> **What you should do**
Output, word for word, the lines of this listing that fall between the line with "pub struct IdtExpressClientBuilder" and the line with "let mut parsed", counting both of those lines, and no others.

> **Source information**
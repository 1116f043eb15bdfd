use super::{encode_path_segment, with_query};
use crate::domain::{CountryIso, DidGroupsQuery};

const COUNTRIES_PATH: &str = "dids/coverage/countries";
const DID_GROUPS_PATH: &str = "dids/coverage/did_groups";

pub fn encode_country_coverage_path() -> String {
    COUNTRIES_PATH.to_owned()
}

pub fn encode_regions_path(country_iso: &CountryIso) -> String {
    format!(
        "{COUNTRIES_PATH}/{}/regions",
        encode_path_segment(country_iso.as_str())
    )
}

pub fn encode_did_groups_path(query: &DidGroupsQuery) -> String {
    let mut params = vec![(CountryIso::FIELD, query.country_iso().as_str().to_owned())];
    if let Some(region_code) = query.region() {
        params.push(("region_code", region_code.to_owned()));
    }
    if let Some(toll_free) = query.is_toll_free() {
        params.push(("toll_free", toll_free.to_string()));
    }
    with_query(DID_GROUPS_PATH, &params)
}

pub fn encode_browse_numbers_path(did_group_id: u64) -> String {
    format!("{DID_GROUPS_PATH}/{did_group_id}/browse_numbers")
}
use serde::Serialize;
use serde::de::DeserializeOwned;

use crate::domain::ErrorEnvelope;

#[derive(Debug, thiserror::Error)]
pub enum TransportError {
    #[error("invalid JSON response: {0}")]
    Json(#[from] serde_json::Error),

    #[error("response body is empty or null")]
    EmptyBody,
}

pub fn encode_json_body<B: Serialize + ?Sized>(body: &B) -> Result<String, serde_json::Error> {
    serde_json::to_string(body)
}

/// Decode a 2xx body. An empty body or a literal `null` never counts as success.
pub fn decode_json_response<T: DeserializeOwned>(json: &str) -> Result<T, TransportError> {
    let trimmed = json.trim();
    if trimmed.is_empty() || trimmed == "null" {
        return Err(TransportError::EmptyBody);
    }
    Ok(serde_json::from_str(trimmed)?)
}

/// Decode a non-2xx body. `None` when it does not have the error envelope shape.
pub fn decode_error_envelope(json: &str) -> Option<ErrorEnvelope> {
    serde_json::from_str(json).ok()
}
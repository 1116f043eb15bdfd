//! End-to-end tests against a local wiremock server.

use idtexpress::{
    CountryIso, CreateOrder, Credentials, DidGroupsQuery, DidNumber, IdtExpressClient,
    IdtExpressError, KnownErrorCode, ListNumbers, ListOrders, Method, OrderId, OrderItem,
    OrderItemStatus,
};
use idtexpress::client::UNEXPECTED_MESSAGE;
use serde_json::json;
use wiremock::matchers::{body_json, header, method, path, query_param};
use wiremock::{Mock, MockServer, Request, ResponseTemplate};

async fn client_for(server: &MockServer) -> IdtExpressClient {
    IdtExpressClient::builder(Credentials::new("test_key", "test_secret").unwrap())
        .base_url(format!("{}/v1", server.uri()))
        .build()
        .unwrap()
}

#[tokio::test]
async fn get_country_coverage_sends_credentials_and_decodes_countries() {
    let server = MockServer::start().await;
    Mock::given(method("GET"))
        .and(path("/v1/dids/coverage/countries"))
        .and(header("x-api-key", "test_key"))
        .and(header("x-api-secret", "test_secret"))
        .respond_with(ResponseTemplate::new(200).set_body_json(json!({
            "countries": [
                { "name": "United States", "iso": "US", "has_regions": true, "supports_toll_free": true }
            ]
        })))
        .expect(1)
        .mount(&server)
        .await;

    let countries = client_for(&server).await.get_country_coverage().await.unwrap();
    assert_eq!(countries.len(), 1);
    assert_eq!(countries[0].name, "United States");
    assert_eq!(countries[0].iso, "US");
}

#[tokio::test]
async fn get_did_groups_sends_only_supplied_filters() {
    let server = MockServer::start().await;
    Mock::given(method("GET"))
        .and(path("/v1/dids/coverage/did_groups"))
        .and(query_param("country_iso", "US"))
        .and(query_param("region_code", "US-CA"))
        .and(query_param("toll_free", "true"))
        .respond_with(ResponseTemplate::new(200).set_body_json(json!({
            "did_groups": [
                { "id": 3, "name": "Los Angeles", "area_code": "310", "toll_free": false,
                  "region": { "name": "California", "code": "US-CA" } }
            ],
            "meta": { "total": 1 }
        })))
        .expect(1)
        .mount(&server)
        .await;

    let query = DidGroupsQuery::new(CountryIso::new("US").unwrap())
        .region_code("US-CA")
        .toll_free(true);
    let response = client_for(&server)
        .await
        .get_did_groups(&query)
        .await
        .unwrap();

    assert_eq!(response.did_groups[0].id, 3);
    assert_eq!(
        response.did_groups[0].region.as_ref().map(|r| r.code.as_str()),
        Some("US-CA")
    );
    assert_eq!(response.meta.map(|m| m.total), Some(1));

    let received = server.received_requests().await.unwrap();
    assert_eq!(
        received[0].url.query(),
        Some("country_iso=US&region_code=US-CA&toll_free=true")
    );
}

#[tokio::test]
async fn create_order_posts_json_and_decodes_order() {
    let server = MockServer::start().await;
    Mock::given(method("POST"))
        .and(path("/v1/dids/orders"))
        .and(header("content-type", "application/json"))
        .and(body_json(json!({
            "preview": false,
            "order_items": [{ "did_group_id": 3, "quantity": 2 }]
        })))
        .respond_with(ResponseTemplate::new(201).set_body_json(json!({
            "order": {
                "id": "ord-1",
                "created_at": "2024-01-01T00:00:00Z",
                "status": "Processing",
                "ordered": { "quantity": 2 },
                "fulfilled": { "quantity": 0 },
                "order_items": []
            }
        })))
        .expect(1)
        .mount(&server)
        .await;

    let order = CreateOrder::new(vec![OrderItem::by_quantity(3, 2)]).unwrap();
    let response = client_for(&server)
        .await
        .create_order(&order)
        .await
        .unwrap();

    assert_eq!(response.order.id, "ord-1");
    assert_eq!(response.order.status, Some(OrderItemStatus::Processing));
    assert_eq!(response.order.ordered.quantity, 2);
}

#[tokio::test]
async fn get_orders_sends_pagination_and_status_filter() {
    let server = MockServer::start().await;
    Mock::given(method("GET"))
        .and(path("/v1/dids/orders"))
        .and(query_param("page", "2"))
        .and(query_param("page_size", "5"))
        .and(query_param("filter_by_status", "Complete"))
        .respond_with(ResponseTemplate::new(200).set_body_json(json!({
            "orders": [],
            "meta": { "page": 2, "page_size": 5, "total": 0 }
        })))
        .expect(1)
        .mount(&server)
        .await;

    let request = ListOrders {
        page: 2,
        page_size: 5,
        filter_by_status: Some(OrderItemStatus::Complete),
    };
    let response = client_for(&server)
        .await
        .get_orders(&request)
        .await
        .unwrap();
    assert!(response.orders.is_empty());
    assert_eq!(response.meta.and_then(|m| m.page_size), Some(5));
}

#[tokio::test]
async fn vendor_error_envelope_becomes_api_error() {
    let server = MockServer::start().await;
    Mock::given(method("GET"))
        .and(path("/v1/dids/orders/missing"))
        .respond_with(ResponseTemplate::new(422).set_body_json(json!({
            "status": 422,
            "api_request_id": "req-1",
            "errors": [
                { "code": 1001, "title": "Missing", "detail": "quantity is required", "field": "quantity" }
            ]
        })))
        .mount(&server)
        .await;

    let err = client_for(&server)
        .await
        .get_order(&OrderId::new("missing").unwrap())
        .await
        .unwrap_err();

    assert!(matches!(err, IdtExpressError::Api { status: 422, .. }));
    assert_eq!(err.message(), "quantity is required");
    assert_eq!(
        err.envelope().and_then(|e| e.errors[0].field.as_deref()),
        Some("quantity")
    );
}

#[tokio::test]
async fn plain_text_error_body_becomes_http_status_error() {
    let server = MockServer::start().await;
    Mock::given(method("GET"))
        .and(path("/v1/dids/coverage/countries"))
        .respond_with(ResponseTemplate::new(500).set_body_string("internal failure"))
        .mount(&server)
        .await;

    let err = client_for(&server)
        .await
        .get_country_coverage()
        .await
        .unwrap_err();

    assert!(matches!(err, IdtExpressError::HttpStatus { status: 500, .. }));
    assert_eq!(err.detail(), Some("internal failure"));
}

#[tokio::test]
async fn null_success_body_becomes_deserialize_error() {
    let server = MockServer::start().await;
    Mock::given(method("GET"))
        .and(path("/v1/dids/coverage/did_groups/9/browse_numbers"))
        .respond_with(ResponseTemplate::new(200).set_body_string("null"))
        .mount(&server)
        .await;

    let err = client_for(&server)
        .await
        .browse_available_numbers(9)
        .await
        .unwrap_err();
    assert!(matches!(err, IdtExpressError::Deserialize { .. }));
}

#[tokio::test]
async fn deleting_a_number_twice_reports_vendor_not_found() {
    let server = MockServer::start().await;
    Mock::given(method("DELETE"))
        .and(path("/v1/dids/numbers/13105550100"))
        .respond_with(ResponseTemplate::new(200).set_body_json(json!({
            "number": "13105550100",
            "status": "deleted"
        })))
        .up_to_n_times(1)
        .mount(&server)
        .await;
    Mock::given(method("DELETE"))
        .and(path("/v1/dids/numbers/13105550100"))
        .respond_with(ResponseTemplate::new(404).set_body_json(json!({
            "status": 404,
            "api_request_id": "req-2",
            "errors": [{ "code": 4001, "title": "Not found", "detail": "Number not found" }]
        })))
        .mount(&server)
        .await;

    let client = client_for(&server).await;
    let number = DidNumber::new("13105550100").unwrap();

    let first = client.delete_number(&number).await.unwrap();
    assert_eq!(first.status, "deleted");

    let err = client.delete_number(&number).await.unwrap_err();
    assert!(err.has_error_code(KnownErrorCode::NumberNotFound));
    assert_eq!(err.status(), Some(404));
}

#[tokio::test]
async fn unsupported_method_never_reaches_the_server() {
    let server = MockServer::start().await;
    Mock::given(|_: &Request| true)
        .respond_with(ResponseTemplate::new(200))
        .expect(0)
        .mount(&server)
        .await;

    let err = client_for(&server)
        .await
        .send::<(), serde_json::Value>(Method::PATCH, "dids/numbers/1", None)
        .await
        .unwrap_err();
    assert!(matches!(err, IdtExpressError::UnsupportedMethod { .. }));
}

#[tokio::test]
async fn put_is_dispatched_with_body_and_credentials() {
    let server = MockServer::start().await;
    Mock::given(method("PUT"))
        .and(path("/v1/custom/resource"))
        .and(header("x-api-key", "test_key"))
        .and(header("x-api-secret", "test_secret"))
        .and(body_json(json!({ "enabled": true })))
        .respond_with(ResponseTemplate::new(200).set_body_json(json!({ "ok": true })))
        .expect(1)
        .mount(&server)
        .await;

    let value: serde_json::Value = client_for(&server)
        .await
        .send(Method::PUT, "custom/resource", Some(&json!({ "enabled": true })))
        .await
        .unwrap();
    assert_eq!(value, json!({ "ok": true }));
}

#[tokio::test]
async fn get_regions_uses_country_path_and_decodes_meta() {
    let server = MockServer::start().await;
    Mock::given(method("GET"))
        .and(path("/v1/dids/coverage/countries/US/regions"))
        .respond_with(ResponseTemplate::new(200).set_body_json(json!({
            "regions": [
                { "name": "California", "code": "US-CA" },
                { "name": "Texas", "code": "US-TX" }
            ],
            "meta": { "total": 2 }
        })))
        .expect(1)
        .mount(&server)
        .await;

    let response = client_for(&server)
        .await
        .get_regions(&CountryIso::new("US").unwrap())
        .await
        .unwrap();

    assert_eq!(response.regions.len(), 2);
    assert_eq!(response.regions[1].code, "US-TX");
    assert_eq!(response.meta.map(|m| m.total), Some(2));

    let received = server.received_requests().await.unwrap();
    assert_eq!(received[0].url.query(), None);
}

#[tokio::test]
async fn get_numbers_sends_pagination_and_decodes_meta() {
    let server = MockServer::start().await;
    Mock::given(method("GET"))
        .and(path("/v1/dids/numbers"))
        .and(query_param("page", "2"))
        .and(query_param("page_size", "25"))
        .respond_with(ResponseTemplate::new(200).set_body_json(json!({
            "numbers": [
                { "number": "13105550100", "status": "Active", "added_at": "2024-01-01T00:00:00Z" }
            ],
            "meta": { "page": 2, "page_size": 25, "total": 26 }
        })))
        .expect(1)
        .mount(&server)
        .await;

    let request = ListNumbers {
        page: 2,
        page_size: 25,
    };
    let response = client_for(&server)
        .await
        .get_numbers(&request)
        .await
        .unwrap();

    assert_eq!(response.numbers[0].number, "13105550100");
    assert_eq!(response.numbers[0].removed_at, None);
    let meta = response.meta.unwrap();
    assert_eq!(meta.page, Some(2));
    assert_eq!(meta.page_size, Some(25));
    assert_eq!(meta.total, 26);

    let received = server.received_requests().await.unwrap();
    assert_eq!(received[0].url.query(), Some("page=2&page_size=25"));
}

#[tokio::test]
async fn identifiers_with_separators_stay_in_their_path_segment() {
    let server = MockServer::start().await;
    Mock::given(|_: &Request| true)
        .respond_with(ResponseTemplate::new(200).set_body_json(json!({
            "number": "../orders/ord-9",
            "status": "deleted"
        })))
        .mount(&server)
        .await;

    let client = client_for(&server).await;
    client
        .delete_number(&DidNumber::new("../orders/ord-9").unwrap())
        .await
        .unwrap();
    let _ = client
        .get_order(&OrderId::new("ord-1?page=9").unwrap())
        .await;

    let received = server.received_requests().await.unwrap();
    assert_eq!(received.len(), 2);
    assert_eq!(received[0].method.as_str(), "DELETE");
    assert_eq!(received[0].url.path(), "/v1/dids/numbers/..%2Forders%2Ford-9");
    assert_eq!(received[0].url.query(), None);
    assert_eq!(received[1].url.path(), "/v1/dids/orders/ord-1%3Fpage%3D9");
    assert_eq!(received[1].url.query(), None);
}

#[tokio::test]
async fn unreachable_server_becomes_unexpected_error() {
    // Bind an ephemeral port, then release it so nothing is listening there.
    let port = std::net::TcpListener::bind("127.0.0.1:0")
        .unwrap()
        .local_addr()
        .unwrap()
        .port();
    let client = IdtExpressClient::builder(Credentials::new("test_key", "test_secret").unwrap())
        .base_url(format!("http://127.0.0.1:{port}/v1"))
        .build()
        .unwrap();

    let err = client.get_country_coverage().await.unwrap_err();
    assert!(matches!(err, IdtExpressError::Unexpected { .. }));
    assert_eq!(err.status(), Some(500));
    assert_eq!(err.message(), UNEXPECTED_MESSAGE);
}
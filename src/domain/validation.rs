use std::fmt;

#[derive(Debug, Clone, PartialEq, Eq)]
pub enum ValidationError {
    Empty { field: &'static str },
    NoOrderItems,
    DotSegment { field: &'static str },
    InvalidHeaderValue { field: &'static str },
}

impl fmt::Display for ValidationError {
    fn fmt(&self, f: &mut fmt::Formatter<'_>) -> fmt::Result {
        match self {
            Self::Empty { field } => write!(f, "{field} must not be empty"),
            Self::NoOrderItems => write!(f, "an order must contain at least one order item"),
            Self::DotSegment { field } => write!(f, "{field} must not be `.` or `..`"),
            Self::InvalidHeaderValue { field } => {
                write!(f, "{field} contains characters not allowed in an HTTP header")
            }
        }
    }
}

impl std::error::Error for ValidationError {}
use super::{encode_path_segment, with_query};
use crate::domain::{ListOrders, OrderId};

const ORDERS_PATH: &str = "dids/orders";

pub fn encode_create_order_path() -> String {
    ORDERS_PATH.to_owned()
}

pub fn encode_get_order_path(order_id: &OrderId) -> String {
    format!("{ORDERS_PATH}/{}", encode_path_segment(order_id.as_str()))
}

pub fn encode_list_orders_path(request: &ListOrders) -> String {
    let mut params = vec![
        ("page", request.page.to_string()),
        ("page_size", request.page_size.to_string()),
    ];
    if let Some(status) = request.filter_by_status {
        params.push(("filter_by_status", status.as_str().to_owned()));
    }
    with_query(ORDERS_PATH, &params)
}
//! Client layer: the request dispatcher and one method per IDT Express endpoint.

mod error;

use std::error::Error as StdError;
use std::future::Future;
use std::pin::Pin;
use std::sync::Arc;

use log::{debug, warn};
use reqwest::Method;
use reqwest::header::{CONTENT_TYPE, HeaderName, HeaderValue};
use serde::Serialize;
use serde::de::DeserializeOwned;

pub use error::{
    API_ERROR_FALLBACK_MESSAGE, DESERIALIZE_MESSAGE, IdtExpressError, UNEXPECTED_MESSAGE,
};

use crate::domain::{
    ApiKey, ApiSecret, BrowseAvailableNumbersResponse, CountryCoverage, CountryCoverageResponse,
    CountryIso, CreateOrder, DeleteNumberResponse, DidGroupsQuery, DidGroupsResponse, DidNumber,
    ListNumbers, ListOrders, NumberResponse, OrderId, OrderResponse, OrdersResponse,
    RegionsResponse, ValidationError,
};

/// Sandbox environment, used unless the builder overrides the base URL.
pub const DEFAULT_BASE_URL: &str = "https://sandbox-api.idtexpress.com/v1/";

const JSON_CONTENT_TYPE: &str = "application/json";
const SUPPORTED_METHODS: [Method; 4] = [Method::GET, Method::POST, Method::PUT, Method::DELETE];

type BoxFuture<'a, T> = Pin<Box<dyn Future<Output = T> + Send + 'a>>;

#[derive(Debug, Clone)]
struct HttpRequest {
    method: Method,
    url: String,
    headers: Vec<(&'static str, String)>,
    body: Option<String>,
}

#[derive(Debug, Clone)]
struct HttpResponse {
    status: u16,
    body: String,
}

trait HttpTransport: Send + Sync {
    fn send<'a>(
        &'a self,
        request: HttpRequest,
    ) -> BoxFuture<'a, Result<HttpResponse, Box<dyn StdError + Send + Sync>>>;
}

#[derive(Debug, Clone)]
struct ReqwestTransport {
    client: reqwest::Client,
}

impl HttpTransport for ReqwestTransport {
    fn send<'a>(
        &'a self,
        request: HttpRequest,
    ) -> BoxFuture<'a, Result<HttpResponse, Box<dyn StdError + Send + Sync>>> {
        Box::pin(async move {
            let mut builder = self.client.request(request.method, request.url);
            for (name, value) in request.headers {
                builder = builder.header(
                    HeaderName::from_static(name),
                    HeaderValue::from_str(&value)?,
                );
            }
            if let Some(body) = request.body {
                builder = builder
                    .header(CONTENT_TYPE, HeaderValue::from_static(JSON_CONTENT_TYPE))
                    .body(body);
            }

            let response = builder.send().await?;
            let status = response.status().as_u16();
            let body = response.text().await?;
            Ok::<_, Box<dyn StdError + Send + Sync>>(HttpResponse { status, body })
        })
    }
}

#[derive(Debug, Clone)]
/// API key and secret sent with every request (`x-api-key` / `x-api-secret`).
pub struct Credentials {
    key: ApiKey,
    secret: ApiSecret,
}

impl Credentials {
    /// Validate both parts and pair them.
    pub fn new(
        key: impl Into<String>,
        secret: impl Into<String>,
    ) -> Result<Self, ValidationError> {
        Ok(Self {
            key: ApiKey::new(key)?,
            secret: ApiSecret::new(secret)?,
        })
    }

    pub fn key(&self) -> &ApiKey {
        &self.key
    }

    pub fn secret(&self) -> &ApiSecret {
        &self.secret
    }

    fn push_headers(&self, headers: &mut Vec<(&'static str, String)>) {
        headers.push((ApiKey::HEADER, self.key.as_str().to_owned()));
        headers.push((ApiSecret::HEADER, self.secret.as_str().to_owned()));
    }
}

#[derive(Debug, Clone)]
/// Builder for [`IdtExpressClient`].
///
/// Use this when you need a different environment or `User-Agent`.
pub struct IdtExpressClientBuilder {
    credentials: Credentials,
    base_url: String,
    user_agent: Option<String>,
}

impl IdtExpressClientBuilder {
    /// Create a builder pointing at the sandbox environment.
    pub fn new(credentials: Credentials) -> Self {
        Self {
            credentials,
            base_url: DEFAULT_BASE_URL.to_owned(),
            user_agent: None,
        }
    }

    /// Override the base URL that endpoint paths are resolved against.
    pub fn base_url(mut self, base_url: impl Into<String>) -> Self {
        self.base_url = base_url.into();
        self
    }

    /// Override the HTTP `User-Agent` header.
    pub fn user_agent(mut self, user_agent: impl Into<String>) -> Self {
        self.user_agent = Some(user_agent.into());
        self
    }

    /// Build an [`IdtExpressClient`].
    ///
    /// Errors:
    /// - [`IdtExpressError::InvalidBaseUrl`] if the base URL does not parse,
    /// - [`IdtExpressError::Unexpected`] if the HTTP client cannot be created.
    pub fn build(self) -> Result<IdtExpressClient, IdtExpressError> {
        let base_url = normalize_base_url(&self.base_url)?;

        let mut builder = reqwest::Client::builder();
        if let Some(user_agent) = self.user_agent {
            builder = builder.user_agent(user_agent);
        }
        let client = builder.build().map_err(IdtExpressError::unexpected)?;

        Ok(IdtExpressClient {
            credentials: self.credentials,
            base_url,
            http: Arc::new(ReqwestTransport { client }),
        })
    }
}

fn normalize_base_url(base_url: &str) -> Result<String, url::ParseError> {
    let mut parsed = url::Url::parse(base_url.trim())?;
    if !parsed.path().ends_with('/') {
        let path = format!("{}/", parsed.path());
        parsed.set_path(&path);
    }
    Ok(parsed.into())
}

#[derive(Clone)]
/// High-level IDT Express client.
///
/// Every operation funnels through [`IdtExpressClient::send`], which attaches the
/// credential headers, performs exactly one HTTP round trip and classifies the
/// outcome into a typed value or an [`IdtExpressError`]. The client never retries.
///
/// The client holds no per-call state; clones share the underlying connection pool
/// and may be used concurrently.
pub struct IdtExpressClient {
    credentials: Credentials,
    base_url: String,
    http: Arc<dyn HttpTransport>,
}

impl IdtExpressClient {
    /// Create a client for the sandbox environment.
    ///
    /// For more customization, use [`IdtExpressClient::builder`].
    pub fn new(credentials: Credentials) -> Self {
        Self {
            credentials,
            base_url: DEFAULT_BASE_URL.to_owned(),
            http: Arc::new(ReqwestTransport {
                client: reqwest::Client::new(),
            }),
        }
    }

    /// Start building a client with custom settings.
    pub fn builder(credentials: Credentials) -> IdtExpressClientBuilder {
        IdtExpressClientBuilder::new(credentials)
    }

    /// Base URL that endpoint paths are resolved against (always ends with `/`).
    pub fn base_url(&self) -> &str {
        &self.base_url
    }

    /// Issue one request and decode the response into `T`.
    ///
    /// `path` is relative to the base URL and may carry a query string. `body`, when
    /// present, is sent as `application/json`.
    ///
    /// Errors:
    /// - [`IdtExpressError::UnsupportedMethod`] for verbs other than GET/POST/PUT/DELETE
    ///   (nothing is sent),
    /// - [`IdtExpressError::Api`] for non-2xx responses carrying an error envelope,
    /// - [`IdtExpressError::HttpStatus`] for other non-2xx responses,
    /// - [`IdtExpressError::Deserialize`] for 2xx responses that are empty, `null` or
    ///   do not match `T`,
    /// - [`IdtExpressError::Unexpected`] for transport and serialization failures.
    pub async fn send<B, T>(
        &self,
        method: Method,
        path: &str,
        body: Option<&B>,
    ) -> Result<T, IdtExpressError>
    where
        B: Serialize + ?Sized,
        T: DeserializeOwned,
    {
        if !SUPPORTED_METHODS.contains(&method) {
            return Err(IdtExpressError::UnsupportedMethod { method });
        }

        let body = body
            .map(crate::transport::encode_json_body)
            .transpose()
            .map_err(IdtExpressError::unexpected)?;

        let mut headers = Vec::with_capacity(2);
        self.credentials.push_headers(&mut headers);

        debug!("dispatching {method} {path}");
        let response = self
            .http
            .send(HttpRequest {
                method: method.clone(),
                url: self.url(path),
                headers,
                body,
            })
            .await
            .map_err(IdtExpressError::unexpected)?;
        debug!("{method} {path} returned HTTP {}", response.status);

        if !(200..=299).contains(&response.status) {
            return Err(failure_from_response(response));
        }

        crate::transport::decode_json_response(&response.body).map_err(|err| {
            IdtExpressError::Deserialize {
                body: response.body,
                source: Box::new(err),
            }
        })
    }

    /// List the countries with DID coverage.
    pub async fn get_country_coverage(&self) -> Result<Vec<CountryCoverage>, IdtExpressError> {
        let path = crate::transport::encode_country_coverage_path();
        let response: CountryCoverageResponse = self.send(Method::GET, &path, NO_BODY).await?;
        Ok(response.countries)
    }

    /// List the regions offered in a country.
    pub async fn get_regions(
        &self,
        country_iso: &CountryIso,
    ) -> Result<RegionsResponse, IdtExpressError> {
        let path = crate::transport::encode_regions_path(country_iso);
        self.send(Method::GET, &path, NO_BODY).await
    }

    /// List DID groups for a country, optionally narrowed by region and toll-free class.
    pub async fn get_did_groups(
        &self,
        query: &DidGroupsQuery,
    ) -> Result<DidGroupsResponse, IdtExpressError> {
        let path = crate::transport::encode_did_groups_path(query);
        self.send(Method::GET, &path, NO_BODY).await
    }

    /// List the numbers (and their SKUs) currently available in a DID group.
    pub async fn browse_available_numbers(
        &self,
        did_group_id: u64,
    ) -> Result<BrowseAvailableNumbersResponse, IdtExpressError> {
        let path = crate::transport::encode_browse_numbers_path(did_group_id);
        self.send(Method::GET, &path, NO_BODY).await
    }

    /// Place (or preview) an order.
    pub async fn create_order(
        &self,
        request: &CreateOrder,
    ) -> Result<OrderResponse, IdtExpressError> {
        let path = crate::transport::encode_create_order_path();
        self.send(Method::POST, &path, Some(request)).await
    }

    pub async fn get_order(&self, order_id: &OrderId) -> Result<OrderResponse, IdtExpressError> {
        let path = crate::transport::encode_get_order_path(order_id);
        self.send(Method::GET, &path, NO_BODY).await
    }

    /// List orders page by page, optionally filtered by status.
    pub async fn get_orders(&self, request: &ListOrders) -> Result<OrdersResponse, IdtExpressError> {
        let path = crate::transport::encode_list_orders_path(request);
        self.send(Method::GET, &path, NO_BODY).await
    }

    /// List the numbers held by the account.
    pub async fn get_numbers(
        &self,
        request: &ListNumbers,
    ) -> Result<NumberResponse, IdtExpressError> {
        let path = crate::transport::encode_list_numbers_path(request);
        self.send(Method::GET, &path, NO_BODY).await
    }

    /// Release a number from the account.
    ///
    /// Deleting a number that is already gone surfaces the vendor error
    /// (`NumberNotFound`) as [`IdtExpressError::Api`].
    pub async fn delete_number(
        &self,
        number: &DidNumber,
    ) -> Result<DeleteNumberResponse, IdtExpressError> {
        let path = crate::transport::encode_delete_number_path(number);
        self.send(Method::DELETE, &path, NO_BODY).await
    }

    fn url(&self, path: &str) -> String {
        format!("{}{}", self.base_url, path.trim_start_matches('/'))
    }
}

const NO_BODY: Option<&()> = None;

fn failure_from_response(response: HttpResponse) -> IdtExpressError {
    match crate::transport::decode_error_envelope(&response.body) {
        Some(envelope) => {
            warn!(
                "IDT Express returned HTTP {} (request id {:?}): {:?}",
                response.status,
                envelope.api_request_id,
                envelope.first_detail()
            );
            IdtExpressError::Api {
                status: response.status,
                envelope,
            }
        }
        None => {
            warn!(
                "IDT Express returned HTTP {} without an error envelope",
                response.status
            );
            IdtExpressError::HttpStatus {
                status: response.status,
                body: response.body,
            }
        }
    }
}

> **Solution to this exercise**
pub struct IdtExpressClientBuilder {
    credentials: Credentials,
    base_url: String,
    user_agent: Option<String>,
}

impl IdtExpressClientBuilder {
    /// Create a builder pointing at the sandbox environment.
    pub fn new(credentials: Credentials) -> Self {
        Self {
            credentials,
            base_url: DEFAULT_BASE_URL.to_owned(),
            user_agent: None,
        }
    }

    /// Override the base URL that endpoint paths are resolved against.
    pub fn base_url(mut self, base_url: impl Into<String>) -> Self {
        self.base_url = base_url.into();
        self
    }

    /// Override the HTTP `User-Agent` header.
    pub fn user_agent(mut self, user_agent: impl Into<String>) -> Self {
        self.user_agent = Some(user_agent.into());
        self
    }

    /// Build an [`IdtExpressClient`].
    ///
    /// Errors:
    /// - [`IdtExpressError::InvalidBaseUrl`] if the base URL does not parse,
    /// - [`IdtExpressError::Unexpected`] if the HTTP client cannot be created.
    pub fn build(self) -> Result<IdtExpressClient, IdtExpressError> {
        let base_url = normalize_base_url(&self.base_url)?;

        let mut builder = reqwest::Client::builder();
        if let Some(user_agent) = self.user_agent {
            builder = builder.user_agent(user_agent);
        }
        let client = builder.build().map_err(IdtExpressError::unexpected)?;

        Ok(IdtExpressClient {
            credentials: self.credentials,
            base_url,
            http: Arc::new(ReqwestTransport { client }),
        })
    }
}

fn normalize_base_url(base_url: &str) -> Result<String, url::ParseError> {
    let mut parsed = url::Url::parse(base_url.trim())?;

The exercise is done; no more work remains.